What the exercise asks
Each line in the data holding "push" should be listed.

Records supplied
• • • • •
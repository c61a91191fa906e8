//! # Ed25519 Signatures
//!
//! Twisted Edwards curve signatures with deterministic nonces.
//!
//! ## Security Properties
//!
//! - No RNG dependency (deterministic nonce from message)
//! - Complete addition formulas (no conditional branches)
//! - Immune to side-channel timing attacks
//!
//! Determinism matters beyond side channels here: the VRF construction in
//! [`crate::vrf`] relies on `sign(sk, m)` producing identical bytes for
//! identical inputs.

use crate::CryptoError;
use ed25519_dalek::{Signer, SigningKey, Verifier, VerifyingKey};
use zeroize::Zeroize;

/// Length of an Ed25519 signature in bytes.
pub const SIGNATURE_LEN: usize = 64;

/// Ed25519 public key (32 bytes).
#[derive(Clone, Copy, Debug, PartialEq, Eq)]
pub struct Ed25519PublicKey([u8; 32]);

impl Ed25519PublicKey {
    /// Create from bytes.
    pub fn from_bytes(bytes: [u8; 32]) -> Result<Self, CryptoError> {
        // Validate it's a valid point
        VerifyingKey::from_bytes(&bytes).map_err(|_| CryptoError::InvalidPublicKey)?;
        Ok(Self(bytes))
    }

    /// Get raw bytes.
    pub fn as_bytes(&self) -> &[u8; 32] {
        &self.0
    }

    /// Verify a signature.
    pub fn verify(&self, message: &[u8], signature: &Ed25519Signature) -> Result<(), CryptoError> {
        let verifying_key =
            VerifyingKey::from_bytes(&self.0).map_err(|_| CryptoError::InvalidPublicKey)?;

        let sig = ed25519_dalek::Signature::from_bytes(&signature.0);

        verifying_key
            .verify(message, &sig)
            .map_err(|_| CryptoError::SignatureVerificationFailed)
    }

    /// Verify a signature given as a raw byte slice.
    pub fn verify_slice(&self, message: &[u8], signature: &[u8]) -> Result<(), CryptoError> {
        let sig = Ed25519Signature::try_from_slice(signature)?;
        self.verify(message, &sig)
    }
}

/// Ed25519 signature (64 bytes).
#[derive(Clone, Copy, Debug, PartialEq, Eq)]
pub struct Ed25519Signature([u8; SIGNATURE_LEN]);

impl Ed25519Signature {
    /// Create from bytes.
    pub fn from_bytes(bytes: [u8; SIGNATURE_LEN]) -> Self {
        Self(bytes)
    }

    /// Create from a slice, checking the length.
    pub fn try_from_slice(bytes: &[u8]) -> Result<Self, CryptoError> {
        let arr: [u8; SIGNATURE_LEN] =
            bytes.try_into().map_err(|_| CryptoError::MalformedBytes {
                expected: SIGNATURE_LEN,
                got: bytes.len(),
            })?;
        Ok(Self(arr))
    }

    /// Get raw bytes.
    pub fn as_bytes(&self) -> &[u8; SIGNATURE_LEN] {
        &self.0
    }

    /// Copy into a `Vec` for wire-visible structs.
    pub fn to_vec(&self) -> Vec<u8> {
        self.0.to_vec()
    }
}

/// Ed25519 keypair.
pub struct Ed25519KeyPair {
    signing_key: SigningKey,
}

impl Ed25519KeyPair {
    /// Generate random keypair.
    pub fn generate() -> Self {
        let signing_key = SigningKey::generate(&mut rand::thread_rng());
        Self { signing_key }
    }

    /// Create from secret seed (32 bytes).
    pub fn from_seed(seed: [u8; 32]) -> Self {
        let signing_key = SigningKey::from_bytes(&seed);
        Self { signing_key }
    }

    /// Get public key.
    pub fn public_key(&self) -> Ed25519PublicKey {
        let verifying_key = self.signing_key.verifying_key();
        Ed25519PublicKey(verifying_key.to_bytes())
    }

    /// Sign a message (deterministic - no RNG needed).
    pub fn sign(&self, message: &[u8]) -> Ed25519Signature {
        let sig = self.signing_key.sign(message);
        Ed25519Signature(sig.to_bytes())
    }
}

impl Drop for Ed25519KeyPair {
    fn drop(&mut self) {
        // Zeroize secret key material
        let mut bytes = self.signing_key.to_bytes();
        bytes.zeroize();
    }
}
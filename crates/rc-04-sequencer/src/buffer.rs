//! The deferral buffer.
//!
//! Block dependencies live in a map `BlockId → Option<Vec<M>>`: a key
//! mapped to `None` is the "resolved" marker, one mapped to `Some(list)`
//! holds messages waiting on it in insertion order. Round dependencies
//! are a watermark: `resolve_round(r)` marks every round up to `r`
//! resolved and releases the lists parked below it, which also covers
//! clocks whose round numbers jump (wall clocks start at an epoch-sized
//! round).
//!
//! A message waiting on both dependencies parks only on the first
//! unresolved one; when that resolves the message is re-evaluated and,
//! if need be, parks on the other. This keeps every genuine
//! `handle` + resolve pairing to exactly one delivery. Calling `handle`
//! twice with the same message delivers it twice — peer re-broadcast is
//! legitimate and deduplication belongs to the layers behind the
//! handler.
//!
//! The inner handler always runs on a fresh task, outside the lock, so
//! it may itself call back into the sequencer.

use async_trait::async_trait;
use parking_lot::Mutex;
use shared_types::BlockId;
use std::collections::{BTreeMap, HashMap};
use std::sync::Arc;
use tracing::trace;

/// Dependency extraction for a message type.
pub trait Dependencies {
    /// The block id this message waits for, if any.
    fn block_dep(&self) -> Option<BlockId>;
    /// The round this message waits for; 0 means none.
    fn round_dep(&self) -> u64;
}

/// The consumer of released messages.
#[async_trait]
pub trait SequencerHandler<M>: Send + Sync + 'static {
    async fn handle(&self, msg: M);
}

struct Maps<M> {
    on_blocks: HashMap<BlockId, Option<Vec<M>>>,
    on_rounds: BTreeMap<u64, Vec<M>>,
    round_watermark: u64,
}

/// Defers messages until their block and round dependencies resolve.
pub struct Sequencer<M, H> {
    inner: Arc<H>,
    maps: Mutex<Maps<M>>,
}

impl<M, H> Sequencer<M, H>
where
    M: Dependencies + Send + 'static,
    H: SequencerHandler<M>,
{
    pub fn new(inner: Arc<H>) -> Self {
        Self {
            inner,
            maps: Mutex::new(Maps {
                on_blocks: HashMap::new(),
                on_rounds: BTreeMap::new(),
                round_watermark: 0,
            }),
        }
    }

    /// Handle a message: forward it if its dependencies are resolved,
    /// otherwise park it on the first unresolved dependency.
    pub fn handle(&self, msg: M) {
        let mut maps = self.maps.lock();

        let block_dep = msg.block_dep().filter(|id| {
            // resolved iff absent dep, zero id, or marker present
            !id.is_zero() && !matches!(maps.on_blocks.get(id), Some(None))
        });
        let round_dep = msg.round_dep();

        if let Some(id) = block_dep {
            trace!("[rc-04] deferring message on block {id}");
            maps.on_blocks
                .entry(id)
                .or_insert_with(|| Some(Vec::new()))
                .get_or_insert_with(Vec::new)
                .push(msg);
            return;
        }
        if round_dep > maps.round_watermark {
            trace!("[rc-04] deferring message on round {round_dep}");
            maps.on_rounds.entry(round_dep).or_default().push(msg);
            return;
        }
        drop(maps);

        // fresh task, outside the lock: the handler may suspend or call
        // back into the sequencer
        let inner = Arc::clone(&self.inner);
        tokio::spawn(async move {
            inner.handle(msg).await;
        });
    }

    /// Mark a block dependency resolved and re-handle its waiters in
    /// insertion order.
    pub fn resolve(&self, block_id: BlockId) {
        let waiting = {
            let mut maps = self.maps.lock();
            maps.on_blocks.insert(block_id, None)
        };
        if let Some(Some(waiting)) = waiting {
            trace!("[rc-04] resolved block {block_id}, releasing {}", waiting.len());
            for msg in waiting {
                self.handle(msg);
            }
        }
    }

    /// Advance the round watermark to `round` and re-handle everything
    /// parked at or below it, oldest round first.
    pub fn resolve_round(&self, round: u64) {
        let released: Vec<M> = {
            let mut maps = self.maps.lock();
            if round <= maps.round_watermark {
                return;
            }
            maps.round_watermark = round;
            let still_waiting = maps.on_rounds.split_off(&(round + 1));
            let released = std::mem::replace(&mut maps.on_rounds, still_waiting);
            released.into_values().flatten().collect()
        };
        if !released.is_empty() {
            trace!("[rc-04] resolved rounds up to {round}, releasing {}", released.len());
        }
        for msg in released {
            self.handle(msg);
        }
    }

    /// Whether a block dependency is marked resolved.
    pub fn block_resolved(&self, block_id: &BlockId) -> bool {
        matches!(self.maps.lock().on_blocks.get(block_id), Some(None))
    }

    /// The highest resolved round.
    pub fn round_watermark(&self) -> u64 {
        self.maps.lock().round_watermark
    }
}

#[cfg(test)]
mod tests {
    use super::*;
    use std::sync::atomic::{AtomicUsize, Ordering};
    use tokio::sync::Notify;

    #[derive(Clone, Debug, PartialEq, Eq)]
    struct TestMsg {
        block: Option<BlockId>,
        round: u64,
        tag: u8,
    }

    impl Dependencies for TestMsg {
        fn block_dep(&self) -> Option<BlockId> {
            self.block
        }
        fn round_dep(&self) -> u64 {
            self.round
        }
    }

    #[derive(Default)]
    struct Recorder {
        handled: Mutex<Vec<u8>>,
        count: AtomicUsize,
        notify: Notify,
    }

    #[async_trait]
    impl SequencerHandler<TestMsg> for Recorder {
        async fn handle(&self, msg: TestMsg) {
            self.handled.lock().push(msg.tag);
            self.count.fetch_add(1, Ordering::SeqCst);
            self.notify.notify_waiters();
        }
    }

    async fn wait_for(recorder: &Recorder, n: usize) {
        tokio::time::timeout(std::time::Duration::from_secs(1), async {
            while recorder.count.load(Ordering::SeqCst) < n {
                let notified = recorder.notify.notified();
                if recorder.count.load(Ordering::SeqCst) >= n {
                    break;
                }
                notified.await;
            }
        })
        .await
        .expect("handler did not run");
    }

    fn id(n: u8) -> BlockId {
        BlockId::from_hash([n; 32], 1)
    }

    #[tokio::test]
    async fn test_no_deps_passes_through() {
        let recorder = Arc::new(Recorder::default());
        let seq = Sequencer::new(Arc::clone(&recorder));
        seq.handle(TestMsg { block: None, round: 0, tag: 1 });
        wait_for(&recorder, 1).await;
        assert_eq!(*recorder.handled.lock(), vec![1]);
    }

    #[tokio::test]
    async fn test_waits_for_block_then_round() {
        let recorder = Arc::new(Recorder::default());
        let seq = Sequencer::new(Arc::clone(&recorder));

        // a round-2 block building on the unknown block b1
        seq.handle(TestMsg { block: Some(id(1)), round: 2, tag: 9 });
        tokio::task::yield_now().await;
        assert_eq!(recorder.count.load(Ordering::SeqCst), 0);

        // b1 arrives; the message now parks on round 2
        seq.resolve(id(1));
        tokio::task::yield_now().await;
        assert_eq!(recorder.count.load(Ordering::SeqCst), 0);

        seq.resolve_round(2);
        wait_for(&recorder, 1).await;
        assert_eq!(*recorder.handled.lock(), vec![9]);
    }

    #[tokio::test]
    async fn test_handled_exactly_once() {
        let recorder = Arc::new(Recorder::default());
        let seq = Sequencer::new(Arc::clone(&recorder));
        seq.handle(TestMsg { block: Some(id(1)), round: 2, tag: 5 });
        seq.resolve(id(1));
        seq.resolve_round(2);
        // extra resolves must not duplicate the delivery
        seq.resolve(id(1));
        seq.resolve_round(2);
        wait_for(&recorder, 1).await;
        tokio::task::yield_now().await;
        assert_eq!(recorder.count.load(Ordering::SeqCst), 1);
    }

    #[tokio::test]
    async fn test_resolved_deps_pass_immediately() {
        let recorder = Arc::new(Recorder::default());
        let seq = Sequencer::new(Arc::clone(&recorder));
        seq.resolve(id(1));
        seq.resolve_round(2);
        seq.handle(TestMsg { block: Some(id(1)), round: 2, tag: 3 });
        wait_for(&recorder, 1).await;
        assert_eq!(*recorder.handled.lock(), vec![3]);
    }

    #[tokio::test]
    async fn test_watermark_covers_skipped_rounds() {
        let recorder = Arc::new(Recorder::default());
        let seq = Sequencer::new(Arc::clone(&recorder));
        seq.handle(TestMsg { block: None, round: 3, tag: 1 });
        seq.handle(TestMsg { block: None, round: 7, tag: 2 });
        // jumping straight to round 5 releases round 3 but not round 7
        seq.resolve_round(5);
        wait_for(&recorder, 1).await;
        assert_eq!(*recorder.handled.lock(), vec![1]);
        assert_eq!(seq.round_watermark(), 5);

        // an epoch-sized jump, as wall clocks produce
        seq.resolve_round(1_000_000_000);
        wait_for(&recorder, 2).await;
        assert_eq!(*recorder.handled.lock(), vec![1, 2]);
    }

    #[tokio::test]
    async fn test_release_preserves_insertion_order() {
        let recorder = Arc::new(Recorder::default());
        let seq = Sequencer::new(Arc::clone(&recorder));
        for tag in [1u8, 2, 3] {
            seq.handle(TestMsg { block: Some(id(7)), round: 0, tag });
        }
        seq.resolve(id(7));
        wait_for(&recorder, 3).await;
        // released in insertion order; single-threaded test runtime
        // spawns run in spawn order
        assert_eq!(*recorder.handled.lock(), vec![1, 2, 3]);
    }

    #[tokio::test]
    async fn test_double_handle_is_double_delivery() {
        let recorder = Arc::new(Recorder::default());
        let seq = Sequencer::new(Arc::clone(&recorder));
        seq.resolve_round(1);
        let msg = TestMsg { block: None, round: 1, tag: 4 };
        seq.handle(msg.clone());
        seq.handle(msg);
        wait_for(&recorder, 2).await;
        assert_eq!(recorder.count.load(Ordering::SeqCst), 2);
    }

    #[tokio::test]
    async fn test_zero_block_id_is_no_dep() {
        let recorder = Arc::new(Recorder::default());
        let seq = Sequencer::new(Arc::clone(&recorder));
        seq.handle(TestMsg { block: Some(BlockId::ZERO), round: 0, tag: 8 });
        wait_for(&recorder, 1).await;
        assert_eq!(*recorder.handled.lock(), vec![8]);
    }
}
• • • • •
Solution below
                .push(msg);
            maps.on_rounds.entry(round_dep).or_default().push(msg);
            self.handled.lock().push(msg.tag);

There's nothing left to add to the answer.